To clarify, it's a good idea for documents to be at most around 1000 tokens long (not vocabulary). Any more and you start to lose useful information. The assumption of the model is that the position of a token within a given document doesn't tell you anything about that token's topic. That's rarely true for longer documents, so it helps to break them up.
Another point I would add is that documents that are too short can also be a problem. Tweets, for example, don't seem to provide enough contextual information about word co-occurrence, so the model often devolves into a one-topic-per-doc clustering algorithm. Combining multiple related short documents can make a big difference.
Vocabulary curation is in practice the most challenging part of a topic modeling workflow. Replacing selected multi-word terms with single tokens (for example by swapping spaces for underscores) before tokenizing is a very good idea. Stemming is almost never useful, at least for English. Automated methods can help vocabulary curation, but this step has a profound impact on results (much more than the number of topics) and I am reluctant to encourage people to fully trust any system.

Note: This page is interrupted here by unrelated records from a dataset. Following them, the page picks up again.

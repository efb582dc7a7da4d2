//! Spawning the agent and exposing its stdio as one duplex stream
//!
//! `kubectl debug` interleaves its own banner (on stderr) with the agent's
//! stdout, so the operator reads both through a single merged reader.

use crate::error::TakiError;
use futures::stream;
use std::process::Stdio;
use tokio::io::{AsyncRead, AsyncWrite};
use tokio::process::{Child, Command};
use tokio_util::io::{ReaderStream, StreamReader};

pub struct AgentIo {
    /// Agent output: banner text, then frames
    pub reader: Box<dyn AsyncRead + Send + Unpin>,
    /// Agent input
    pub writer: Box<dyn AsyncWrite + Send + Unpin>,
    /// The spawned process, when there is one to kill
    pub child: Option<Child>,
}

pub trait AgentSpawner: Send + Sync {
    fn spawn(&self, argv: &[String]) -> Result<AgentIo, TakiError>;
}

/// Runs `argv` as a local process, merging stdout and stderr.
#[derive(Debug, Clone, Copy, Default)]
pub struct CommandSpawner;

impl AgentSpawner for CommandSpawner {
    fn spawn(&self, argv: &[String]) -> Result<AgentIo, TakiError> {
        let (program, args) = argv
            .split_first()
            .ok_or_else(|| TakiError::protocol("empty agent command"))?;
        let mut child = Command::new(program)
            .args(args)
            .stdin(Stdio::piped())
            .stdout(Stdio::piped())
            .stderr(Stdio::piped())
            .kill_on_drop(true)
            .spawn()?;

        let missing = || TakiError::protocol("agent stdio not captured");
        let stdout = child.stdout.take().ok_or_else(missing)?;
        let stderr = child.stderr.take().ok_or_else(missing)?;
        let stdin = child.stdin.take().ok_or_else(missing)?;

        let merged = stream::select(ReaderStream::new(stdout), ReaderStream::new(stderr));
        Ok(AgentIo {
            reader: Box::new(StreamReader::new(merged)),
            writer: Box::new(stdin),
            child: Some(child),
        })
    }
}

Parameters: I do not believe that there is a right number of topics. I recommend using a number of topics that provides the granularity that suits your application. Likelihood can often detect when you have too few topics, but after a threshold it doesn't provide much useful information. Using hyperparameter optimization makes models much less sensitive to this setting as well, which might reduce the number of parameters that you need to search over.
Topic drift: This is not a well understood problem. More examples of real-world corpus change would be useful. Looking for changes in vocabulary (e.g. proportion of out-of-vocabulary words) is a quick proxy for how well a model will fit.